EXERCISE INSTRUCTIONS: Note how many lines in the entries below contain the string "Deserialize", and answer with that number and no other text.

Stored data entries
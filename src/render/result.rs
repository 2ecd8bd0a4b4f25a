//! Rendering statistics and degradation records.

use crate::model::BlockKind;
use serde::{Deserialize, Serialize};
use std::fmt;

/// Statistics collected while rendering a document.
#[derive(Debug, Clone, Default, PartialEq, Eq, Serialize, Deserialize)]
pub struct RenderStats {
    /// Total number of pages rendered
    pub page_count: u32,

    /// Number of headings rendered
    pub heading_count: u32,

    /// Number of paragraphs rendered
    pub paragraph_count: u32,

    /// Number of tables rendered
    pub table_count: u32,

    /// Number of images rendered, including placeholders
    pub image_count: u32,

    /// Number of list items rendered
    pub list_item_count: u32,

    /// Number of standalone and inline links rendered
    pub link_count: u32,

    /// Number of OCR-positioned blocks rendered
    pub positioned_count: u32,

    /// Number of text values passed through the shaper
    pub shaped_values: usize,
}

impl RenderStats {
    /// Create new empty statistics.
    pub fn new() -> Self {
        Self::default()
    }

    /// Count one rendered block of the given kind.
    pub fn add_block(&mut self, kind: BlockKind) {
        match kind {
            BlockKind::Heading => self.heading_count += 1,
            BlockKind::Paragraph => self.paragraph_count += 1,
            BlockKind::Image => self.image_count += 1,
            BlockKind::Table => self.table_count += 1,
            BlockKind::List => {}
            BlockKind::Link => self.link_count += 1,
            BlockKind::PositionedText => self.positioned_count += 1,
        }
    }

    pub fn add_page(&mut self) {
        self.page_count += 1;
    }

    pub fn add_list_items(&mut self, count: usize) {
        self.list_item_count += count as u32;
    }

    pub fn add_links(&mut self, count: usize) {
        self.link_count += count as u32;
    }

    /// Merge another stats instance into this one.
    pub fn merge(&mut self, other: &RenderStats) {
        self.page_count += other.page_count;
        self.heading_count += other.heading_count;
        self.paragraph_count += other.paragraph_count;
        self.table_count += other.table_count;
        self.image_count += other.image_count;
        self.list_item_count += other.list_item_count;
        self.link_count += other.link_count;
        self.positioned_count += other.positioned_count;
        self.shaped_values += other.shaped_values;
    }
}

/// What a converter did with a block it could not represent.
#[derive(Debug, Clone, Copy, PartialEq, Eq, Serialize, Deserialize)]
#[serde(rename_all = "snake_case")]
pub enum DegradeAction {
    /// Replaced by a textual placeholder
    Placeholder,
    /// Text kept, page geometry dropped
    PositionDropped,
    /// Omitted from the output
    Dropped,
}

impl fmt::Display for DegradeAction {
    fn fmt(&self, f: &mut fmt::Formatter<'_>) -> fmt::Result {
        f.write_str(match self {
            DegradeAction::Placeholder => "replaced by placeholder",
            DegradeAction::PositionDropped => "position dropped",
            DegradeAction::Dropped => "dropped",
        })
    }
}

/// A block rendered with reduced fidelity.
#[derive(Debug, Clone, PartialEq, Eq, Serialize, Deserialize)]
pub struct Degradation {
    /// Page number (1-indexed)
    pub page: u32,
    /// Block index within the page
    pub block: usize,
    pub kind: BlockKind,
    pub action: DegradeAction,
}

impl fmt::Display for Degradation {
    fn fmt(&self, f: &mut fmt::Formatter<'_>) -> fmt::Result {
        write!(
            f,
            "page {} block {} ({}): {}",
            self.page, self.block, self.kind, self.action
        )
    }
}

#[cfg(test)]
mod tests {
    use super::*;

    #[test]
    fn test_add_block_counts() {
        let mut stats = RenderStats::new();
        stats.add_block(BlockKind::Heading);
        stats.add_block(BlockKind::Paragraph);
        stats.add_block(BlockKind::Paragraph);
        stats.add_list_items(3);
        assert_eq!(stats.heading_count, 1);
        assert_eq!(stats.paragraph_count, 2);
        assert_eq!(stats.list_item_count, 3);
    }

    #[test]
    fn test_render_stats_merge() {
        let mut stats1 = RenderStats {
            paragraph_count: 5,
            table_count: 2,
            ..Default::default()
        };
        let stats2 = RenderStats {
            paragraph_count: 3,
            table_count: 1,
            image_count: 4,
            shaped_values: 7,
            ..Default::default()
        };

        stats1.merge(&stats2);

        assert_eq!(stats1.paragraph_count, 8);
        assert_eq!(stats1.table_count, 3);
        assert_eq!(stats1.image_count, 4);
        assert_eq!(stats1.shaped_values, 7);
    }

    #[test]
    fn test_degradation_display() {
        let d = Degradation {
            page: 2,
            block: 0,
            kind: BlockKind::PositionedText,
            action: DegradeAction::PositionDropped,
        };
        assert_eq!(d.to_string(), "page 2 block 0 (positioned_text): position dropped");
    }
}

ANSWER SPACE: 4